Fibre optic sensors can be classified based on the distribution of sensors along the length of the fibre and the light scattering process that is observed in the core. Discrete, or point, sensors have a single measurement point located at the end of the fibre. Integrated, or long-base, sensors also have a single sensor at the end of the fibre, however, integrated over a longer measurement base. Quasi-distributed, or multiplexed, sensors contain multiple sensor points at regular intervals along the length of the fibre. Distributed sensors are capable of sensing at any point along the fibre (12,13,14).
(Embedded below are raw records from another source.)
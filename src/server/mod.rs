mod handlers;
mod response;

pub mod anomaly;
pub mod audit;
pub mod authn;
pub mod authz;
pub mod config;
pub mod context;
pub mod db;
pub mod error;
pub mod factory;
pub mod lookup;
pub mod pipeline;
pub mod restful;
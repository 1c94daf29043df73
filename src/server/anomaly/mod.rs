mod rules;

pub mod config;

use std::fmt::Display;

use anyhow::Result;
use config::AnomalyConfig;
use log::warn;
use serde::Serialize;

use crate::types::identity::IdentityContext;

#[derive(Debug, Clone, Copy, PartialEq, Eq, Hash, PartialOrd, Ord, Serialize)]
#[serde(rename_all = "SCREAMING_SNAKE_CASE")]
pub enum PatternTag {
    PathTraversal,
    SqlInjectionAttempt,
    NosqlInjectionAttempt,
    UnauthorizedAdminAccess,
    PotentialDataScraping,
    UserEnumerationAttempt,
}

impl PatternTag {
    pub fn as_str(&self) -> &'static str {
        match self {
            Self::PathTraversal => "PATH_TRAVERSAL",
            Self::SqlInjectionAttempt => "SQL_INJECTION_ATTEMPT",
            Self::NosqlInjectionAttempt => "NOSQL_INJECTION_ATTEMPT",
            Self::UnauthorizedAdminAccess => "UNAUTHORIZED_ADMIN_ACCESS",
            Self::PotentialDataScraping => "POTENTIAL_DATA_SCRAPING",
            Self::UserEnumerationAttempt => "USER_ENUMERATION_ATTEMPT",
        }
    }

    /// Log-only patterns go to the operator log and are never recorded as the
    /// request's security violation.
    pub fn is_log_only(&self) -> bool {
        matches!(self, Self::UserEnumerationAttempt)
    }
}

impl Display for PatternTag {
    fn fmt(&self, f: &mut std::fmt::Formatter<'_>) -> std::fmt::Result {
        write!(f, "{}", self.as_str())
    }
}

#[derive(Debug, Clone, Copy, Default, PartialEq, Eq, PartialOrd, Ord, Serialize)]
#[serde(rename_all = "lowercase")]
pub enum Severity {
    #[default]
    None,
    Suspicious,
    Severe,
}

/// Normalized view of a request, the only input of the rules.
#[derive(Debug, Clone, Copy)]
pub struct RequestView<'a> {
    pub method: &'a str,
    pub path: &'a str,
    /// Raw query string, without the leading `?`.
    pub query: &'a str,
    pub body: Option<&'a [u8]>,
    pub identity: Option<&'a IdentityContext>,
}

impl RequestView<'_> {
    pub fn is_admin(&self) -> bool {
        self.identity.map(|id| id.is_admin()).unwrap_or(false)
    }
}

/// Outcome of one scan: every matching pattern, and the highest severity
/// among them.
#[derive(Debug, Clone, Default, PartialEq, Eq)]
pub struct Scan {
    pub patterns: Vec<PatternTag>,
    pub severity: Severity,
}

impl Scan {
    pub fn is_severe(&self) -> bool {
        self.severity == Severity::Severe
    }

    /// Patterns that should be recorded against the request.
    pub fn recorded(&self) -> impl Iterator<Item = PatternTag> + '_ {
        self.patterns.iter().copied().filter(|tag| !tag.is_log_only())
    }

    pub fn describe(&self) -> String {
        self.recorded()
            .map(|tag| tag.as_str())
            .collect::<Vec<_>>()
            .join(", ")
    }
}

/// A predicate over the request view, tagged with the pattern it detects.
/// `Err` means the rule itself failed.
pub struct Rule {
    pub tag: PatternTag,
    pub severity: Severity,
    pub check: fn(&RequestView, &AnomalyConfig) -> Result<bool>,
}

/// Stateless pass over path, query and body. Rules are evaluated in order and
/// all matches are collected.
pub struct AnomalyDetector {
    rules: Vec<Rule>,
    cfg: AnomalyConfig,
}

impl AnomalyDetector {
    pub fn new(cfg: AnomalyConfig) -> Self {
        Self::with_rules(rules::default_rules(&cfg), cfg)
    }

    pub fn with_rules(rules: Vec<Rule>, cfg: AnomalyConfig) -> Self {
        Self { rules, cfg }
    }

    /// A failing rule is skipped and logged; it never flags or blocks the
    /// request.
    pub fn scan(&self, view: &RequestView) -> Scan {
        let mut scan = Scan::default();
        for rule in self.rules.iter() {
            match (rule.check)(view, &self.cfg) {
                Ok(true) => {
                    scan.patterns.push(rule.tag);
                    if rule.severity > scan.severity {
                        scan.severity = rule.severity;
                    }
                }
                Ok(false) => {}
                Err(e) => {
                    warn!(
                        "Anomaly rule {} failed on {} {}, skipped: {e:#}",
                        rule.tag, view.method, view.path
                    );
                }
            }
        }
        scan
    }
}

#[cfg(test)]
mod tests {
    use anyhow::bail;

    use crate::config::CommonConfig;
    use crate::types::identity::Role;

    use super::*;

    fn view<'a>(
        path: &'a str,
        query: &'a str,
        identity: Option<&'a IdentityContext>,
    ) -> RequestView<'a> {
        RequestView {
            method: "GET",
            path,
            query,
            body: None,
            identity,
        }
    }

    #[test]
    fn test_clean() {
        let detector = AnomalyDetector::new(AnomalyConfig::default());
        let caller = IdentityContext::new("u1", Role::Customer);
        let scan = detector.scan(&view("/api/resources/product/p1", "limit=20", Some(&caller)));
        assert_eq!(scan, Scan::default());
    }

    #[test]
    fn test_collects_all_matches() {
        let detector = AnomalyDetector::new(AnomalyConfig::default());
        let caller = IdentityContext::new("u1", Role::Customer);
        let scan = detector.scan(&view(
            "/api/admin/../secrets",
            "limit=500&q=1' OR '1'='1",
            Some(&caller),
        ));
        assert_eq!(
            scan.patterns,
            vec![
                PatternTag::PathTraversal,
                PatternTag::SqlInjectionAttempt,
                PatternTag::UnauthorizedAdminAccess,
                PatternTag::PotentialDataScraping,
            ]
        );
        assert!(scan.is_severe());
    }

    #[test]
    fn test_traversal_any_role() {
        let detector = AnomalyDetector::new(AnomalyConfig::default());
        let admin = IdentityContext::new("root", Role::Admin);
        for identity in [None, Some(&admin)] {
            let scan = detector.scan(&view("/api/resources/../../etc/passwd", "", identity));
            assert_eq!(scan.patterns, vec![PatternTag::PathTraversal]);
            assert_eq!(scan.severity, Severity::Severe);
        }
    }

    #[test]
    fn test_scraping_suspicious() {
        let detector = AnomalyDetector::new(AnomalyConfig::default());
        let caller = IdentityContext::new("u1", Role::Customer);
        let scan = detector.scan(&view("/api/resources/product", "limit=150", Some(&caller)));
        assert_eq!(scan.patterns, vec![PatternTag::PotentialDataScraping]);
        assert_eq!(scan.severity, Severity::Suspicious);
        assert_eq!(scan.describe(), "POTENTIAL_DATA_SCRAPING");

        let admin = IdentityContext::new("root", Role::Admin);
        let scan = detector.scan(&view("/api/resources/product", "limit=150", Some(&admin)));
        assert_eq!(scan.severity, Severity::None);
    }

    #[test]
    fn test_enumeration_log_only() {
        let detector = AnomalyDetector::new(AnomalyConfig::default());
        let caller = IdentityContext::new("u1", Role::Customer);
        let scan = detector.scan(&view("/api/resources/users/u2", "", Some(&caller)));
        assert_eq!(scan.patterns, vec![PatternTag::UserEnumerationAttempt]);
        assert_eq!(scan.severity, Severity::Suspicious);
        assert_eq!(scan.recorded().count(), 0);

        let scan = detector.scan(&view("/api/resources/users/u1", "", Some(&caller)));
        assert!(scan.patterns.is_empty());
    }

    #[test]
    fn test_failing_rule_fails_open() {
        fn broken(_view: &RequestView, _cfg: &AnomalyConfig) -> Result<bool> {
            bail!("rule crashed")
        }
        fn always(_view: &RequestView, _cfg: &AnomalyConfig) -> Result<bool> {
            Ok(true)
        }

        let rules = vec![
            Rule {
                tag: PatternTag::PathTraversal,
                severity: Severity::Severe,
                check: broken,
            },
            Rule {
                tag: PatternTag::PotentialDataScraping,
                severity: Severity::Suspicious,
                check: always,
            },
        ];
        let detector = AnomalyDetector::with_rules(rules, AnomalyConfig::default());
        let scan = detector.scan(&view("/../", "", None));
        assert_eq!(scan.patterns, vec![PatternTag::PotentialDataScraping]);
        assert_eq!(scan.severity, Severity::Suspicious);
    }
}
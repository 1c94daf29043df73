pub mod identity;
pub mod resource;
pub mod response;
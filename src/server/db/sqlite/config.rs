use anyhow::Result;
use log::{info, warn};
use serde::{Deserialize, Serialize};

use crate::config::{expandenv, CommonConfig, PathSet};

use super::SqliteConnection;

#[derive(Debug, Deserialize, Serialize, Clone)]
pub struct SqliteConfig {
    #[serde(default = "SqliteConfig::default_memory")]
    pub memory: bool,

    /// Default: {data_path}/gatekeep.db
    #[serde(default = "SqliteConfig::default_path")]
    pub path: String,
}

impl CommonConfig for SqliteConfig {
    fn default() -> Self {
        Self {
            memory: Self::default_memory(),
            path: Self::default_path(),
        }
    }

    fn complete(&mut self, ps: &PathSet) -> Result<()> {
        if self.memory {
            return Ok(());
        }

        self.path = expandenv("path", &self.path)?;
        if self.path.is_empty() {
            let path = ps.data_path.join("gatekeep.db");
            self.path = format!("{}", path.display());
        }

        Ok(())
    }
}

impl SqliteConfig {
    pub(in crate::server::db) fn build(&self) -> Result<SqliteConnection> {
        if self.memory {
            warn!("Using in-memory sqlite database, the data will be lost when the server stops");
            return SqliteConnection::memory();
        }

        info!("Using sqlite database: {}", self.path);
        SqliteConnection::open(self.path.as_ref())
    }

    fn default_memory() -> bool {
        false
    }

    fn default_path() -> String {
        String::new()
    }
}
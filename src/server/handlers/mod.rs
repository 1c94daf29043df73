pub mod admin;
pub mod healthz;
pub mod resources;

use std::sync::Arc;

use actix_web::web::{Bytes, Data};
use actix_web::{HttpMessage, HttpRequest, HttpResponse};

use crate::types::identity::IdentityContext;

use super::anomaly::RequestView;
use super::context::DecisionScope;
use super::error::GuardError;
use super::response::Response;
use super::restful::RestfulContext;

/// The identity the audit middleware attached to the request, if any.
pub fn identity_of(req: &HttpRequest) -> Option<IdentityContext> {
    req.extensions().get::<IdentityContext>().cloned()
}

/// Runs the anomaly screen over the request. Returns the terminal response if
/// the request is blocked.
pub fn screen(
    req: &HttpRequest,
    body: Option<&Bytes>,
    identity: Option<&IdentityContext>,
    scope: &DecisionScope,
    ctx: &RestfulContext,
) -> Option<HttpResponse> {
    let view = RequestView {
        method: req.method().as_str(),
        path: req.path(),
        query: req.query_string(),
        body: body.map(|b| b.as_ref()),
        identity,
    };
    match ctx.pipeline.screen(&view, scope) {
        Ok(()) => None,
        Err(err) => Some(Response::guard(err).into()),
    }
}

/// Ends the request with `err`, recording it for the audit logger.
pub fn reject(scope: &DecisionScope, err: GuardError) -> HttpResponse {
    scope.borrow_mut().deny(err);
    Response::guard(err).into()
}

pub async fn default_handler(
    req: HttpRequest,
    body: Option<Bytes>,
    scope: DecisionScope,
    ctx: Data<Arc<RestfulContext>>,
) -> HttpResponse {
    let identity = identity_of(&req);
    if let Some(resp) = screen(&req, body.as_ref(), identity.as_ref(), &scope, &ctx) {
        return resp;
    }

    let method = req.method().as_str();
    let path = req.path();
    scope
        .borrow_mut()
        .set_error(format!("No route to {method} {path}"));
    Response::route_not_found(method, path).into()
}
//! Request identifiers and their bounded-retry generator.
//!
//! A [`RequestId`] is a short random token correlating one logical request
//! with all of its response fragments. Identifiers only need to be unique
//! among the requests pending at the moment of creation; once a request is
//! removed its identifier may be reused by an unrelated new request.

use rand::{Rng, rng};
use thiserror::Error;

/// Default identifier length in characters.
pub const DEFAULT_ID_LENGTH: usize = 4;
/// Default number of samples before giving up on finding a free identifier.
pub const DEFAULT_MAX_ATTEMPTS: usize = 64;

/// Alphabet identifiers are drawn from (ASCII letters, both cases).
const ALPHABET: &[u8] = b"ABCDEFGHIJKLMNOPQRSTUVWXYZabcdefghijklmnopqrstuvwxyz";

/// Opaque correlation token for one logical request.
///
/// # Examples
///
/// ```
/// use multigram::request_id::RequestId;
/// let id = RequestId::new("AbCd");
/// assert_eq!(id.as_str(), "AbCd");
/// ```
#[derive(Clone, Debug, PartialEq, Eq, Hash)]
pub struct RequestId(String);

impl RequestId {
    /// Create an identifier from an arbitrary token.
    ///
    /// Tokens decoded off the wire are accepted verbatim; only locally
    /// generated identifiers are guaranteed to match the configured length
    /// and alphabet.
    #[must_use]
    pub fn new(token: impl Into<String>) -> Self { Self(token.into()) }

    /// Borrow the token text.
    #[must_use]
    pub fn as_str(&self) -> &str { &self.0 }
}

impl std::fmt::Display for RequestId {
    fn fmt(&self, f: &mut std::fmt::Formatter<'_>) -> std::fmt::Result { f.write_str(&self.0) }
}

/// The identifier space could not yield a free token within the retry bound.
///
/// With the default four-letter alphabet this only occurs when the pending
/// set is a large fraction of the 52^4 token space, which in practice means
/// requests are leaking rather than the space being genuinely full.
#[derive(Clone, Copy, Debug, Error, PartialEq, Eq)]
#[error("request id space exhausted after {attempts} attempts")]
pub struct IdSpaceExhausted {
    /// Number of candidates sampled before giving up.
    pub attempts: usize,
}

/// Samples random fixed-length identifiers with a bounded retry loop.
#[derive(Clone, Copy, Debug)]
pub struct IdGenerator {
    length: usize,
    max_attempts: usize,
}

impl IdGenerator {
    /// Create a generator producing identifiers of `length` characters,
    /// retrying at most `max_attempts` times against a taken set.
    #[must_use]
    pub const fn new(length: usize, max_attempts: usize) -> Self {
        Self {
            length,
            max_attempts,
        }
    }

    /// Retry bound applied by [`generate`](Self::generate).
    #[must_use]
    pub const fn max_attempts(&self) -> usize { self.max_attempts }

    /// Draw one random candidate identifier.
    ///
    /// Candidates are sampled uniformly from the ASCII-letter alphabet using
    /// the thread-local RNG; uniqueness is the caller's concern.
    #[must_use]
    pub fn sample(&self) -> RequestId {
        let mut rng = rng();
        let token = (0..self.length)
            .map(|_| char::from(ALPHABET[rng.random_range(0..ALPHABET.len())]))
            .collect::<String>();
        RequestId(token)
    }

    /// Generate an identifier that `is_taken` reports as free.
    ///
    /// Samples at most [`max_attempts`](Self::max_attempts) candidates, so
    /// termination is guaranteed even when the caller's pending set saturates
    /// the identifier space.
    ///
    /// # Errors
    ///
    /// Returns [`IdSpaceExhausted`] when every sampled candidate was taken.
    pub fn generate(
        &self,
        mut is_taken: impl FnMut(&RequestId) -> bool,
    ) -> Result<RequestId, IdSpaceExhausted> {
        for _ in 0..self.max_attempts {
            let candidate = self.sample();
            if !is_taken(&candidate) {
                return Ok(candidate);
            }
        }
        Err(IdSpaceExhausted {
            attempts: self.max_attempts,
        })
    }
}

impl Default for IdGenerator {
    fn default() -> Self { Self::new(DEFAULT_ID_LENGTH, DEFAULT_MAX_ATTEMPTS) }
}
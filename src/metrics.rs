//! Metric helpers for `multigram`.
//!
//! This module defines metric names and simple helper functions
//! wrapping the [`metrics`](https://docs.rs/metrics) crate.

use metrics::counter;

/// Name of the counter tracking datagrams moved through the transport.
pub const DATAGRAMS_TOTAL: &str = "multigram_datagrams_total";
/// Name of the counter tracking discarded malformed frames.
pub const DISCARDED_FRAMES_TOTAL: &str = "multigram_discarded_frames_total";
/// Name of the counter tracking stray response fragments.
pub const STRAY_FRAGMENTS_TOTAL: &str = "multigram_stray_fragments_total";
/// Name of the counter tracking completed requests.
pub const REQUESTS_COMPLETED_TOTAL: &str = "multigram_requests_completed_total";
/// Name of the counter tracking timed-out requests.
pub const REQUESTS_TIMED_OUT_TOTAL: &str = "multigram_requests_timed_out_total";

/// Direction of datagram flow.
#[derive(Clone, Copy)]
pub enum Direction {
    /// Inbound datagrams received from a peer.
    Inbound,
    /// Outbound datagrams sent to a peer.
    Outbound,
}

impl Direction {
    fn as_str(self) -> &'static str {
        match self {
            Direction::Inbound => "inbound",
            Direction::Outbound => "outbound",
        }
    }
}

/// Record a datagram moved in the given direction.
pub fn inc_datagrams(direction: Direction) {
    counter!(DATAGRAMS_TOTAL, "direction" => direction.as_str()).increment(1);
}

/// Record a datagram discarded because it failed to decode.
pub fn inc_discarded() { counter!(DISCARDED_FRAMES_TOTAL).increment(1); }

/// Record a response fragment that matched no pending request.
pub fn inc_stray() { counter!(STRAY_FRAGMENTS_TOTAL).increment(1); }

/// Record a request that completed with a full response.
pub fn inc_completed() { counter!(REQUESTS_COMPLETED_TOTAL).increment(1); }

/// Record a request that timed out before its response completed.
pub fn inc_timed_out() { counter!(REQUESTS_TIMED_OUT_TOTAL).increment(1); }
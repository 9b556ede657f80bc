//! Accumulation state for one in-flight request.

use std::collections::BTreeMap;

use tokio::sync::oneshot;

/// Fragments received so far for a single pending request.
///
/// The sequence-keyed map gives overwrite semantics for duplicates and
/// ascending iteration for the final ordered read-out. The completion signal
/// is taken on first fire, so a duplicate of the last fragment cannot fire
/// it twice.
#[derive(Debug)]
pub(crate) struct PendingResponse {
    received: BTreeMap<u32, String>,
    signal: Option<oneshot::Sender<()>>,
}

impl PendingResponse {
    pub(crate) fn new(signal: oneshot::Sender<()>) -> Self {
        Self {
            received: BTreeMap::new(),
            signal: Some(signal),
        }
    }

    /// Record a fragment and fire the completion signal once every sequence
    /// number in `[0, total)` has been observed.
    pub(crate) fn accept(&mut self, sequence: u32, total: u32, payload: String) {
        self.received.insert(sequence, payload);
        if self.received.len() == total as usize
            && let Some(signal) = self.signal.take()
        {
            // The receiver half only disappears with the tracking entry, so
            // a send failure here is unreachable in practice.
            let _ = signal.send(());
        }
    }

    pub(crate) fn fragment_count(&self) -> usize { self.received.len() }

    /// Consume the state, yielding payloads in ascending sequence order.
    pub(crate) fn into_ordered(self) -> Vec<String> { self.received.into_values().collect() }
}
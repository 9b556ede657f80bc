//! Error type emitted while dispatching response fragments.

use std::io;

use thiserror::Error;

/// Errors produced by [`Dispatcher::dispatch`](super::Dispatcher::dispatch).
///
/// Dispatch errors stay local to the request being answered; the server
/// logs them and keeps serving other traffic.
#[derive(Debug, Error)]
#[non_exhaustive]
pub enum DispatchError {
    /// The responder produced more fragments than the wire format's `u32`
    /// total can describe.
    #[error("response has {count} fragments, which overflows the wire format")]
    TooManyFragments { count: usize },
    /// Sending a fragment datagram failed.
    #[error("failed to send fragment: {0}")]
    Io(#[from] io::Error),
}
//! Datagram handler feeding response fragments into the coordinator.

use std::{net::SocketAddr, sync::Arc};

use async_trait::async_trait;

use crate::{metrics, reassembly::Coordinator, transport::DatagramHandler, wire::Frame};

/// Client-side receive handler.
///
/// Decodes each datagram and forwards response frames to the coordinator.
/// Anything else (malformed frames, request frames aimed at the wrong
/// socket) is logged and dropped without touching pending state.
#[derive(Debug)]
pub(super) struct RecvHandler {
    coordinator: Arc<Coordinator>,
}

impl RecvHandler {
    pub(super) fn new(coordinator: Arc<Coordinator>) -> Self { Self { coordinator } }
}

#[async_trait]
impl DatagramHandler for RecvHandler {
    async fn on_datagram(&self, payload: &[u8], peer: SocketAddr) {
        match Frame::decode_datagram(payload) {
            Ok(Frame::Response(frame)) => self.coordinator.accept(frame),
            Ok(Frame::Request(_)) => {
                tracing::debug!(%peer, "ignoring request frame on client socket");
                metrics::inc_discarded();
            }
            Err(error) => {
                tracing::debug!(%peer, %error, "discarding malformed datagram");
                metrics::inc_discarded();
            }
        }
    }
}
For applications in the rail industry, quasi- and fully-distributed sensors have widely been used taking advantage of FBG techniques and Brillouin scattering.

2.1 Fibre Bragg Grating

Fibre Bragg Grating sensors are the most widely used fibre optic technique for continuous measurement applications, as 2/3 of monitoring projects to date, using fibre optics, have employed this quasi-distributed technology (15). Bragg gratings are density alterations in the optical core facilitating the reflection of light and are made at regular intervals by exposing the fiber to high-intensity ultraviolet light (16). FBG sensors can be used to perform simultaneous measurement of temperature and strain (16) and can achieve a spatial resolution of 2 mm (15). However, the main limitation of FBG sensors lies in their sensing range, which is commonly limited to 100 gratings (17).

2.2 Brillouin

Brillouin-based fibre optic sensors are often used for long-distance sensing applications. When a pulse of light is sent along an optical fibre, counter propagating “Brillouin scattering” waves, produced by stimulated acoustic vibrations, act to weaken this forward-moving pulse (18). The frequency shift between with the original pulsed light and these Brillouin scattering waves can be measured and related to physical perturbations affecting the fibre (19). Sensing techniques relying on this process, such as BOTDA systems, can monitor up to 200 km (20). However, the practicality of this method for short-range monitoring (up to 1 km (21)) is limited by the technologies’ 100 mm spatial resolution (22).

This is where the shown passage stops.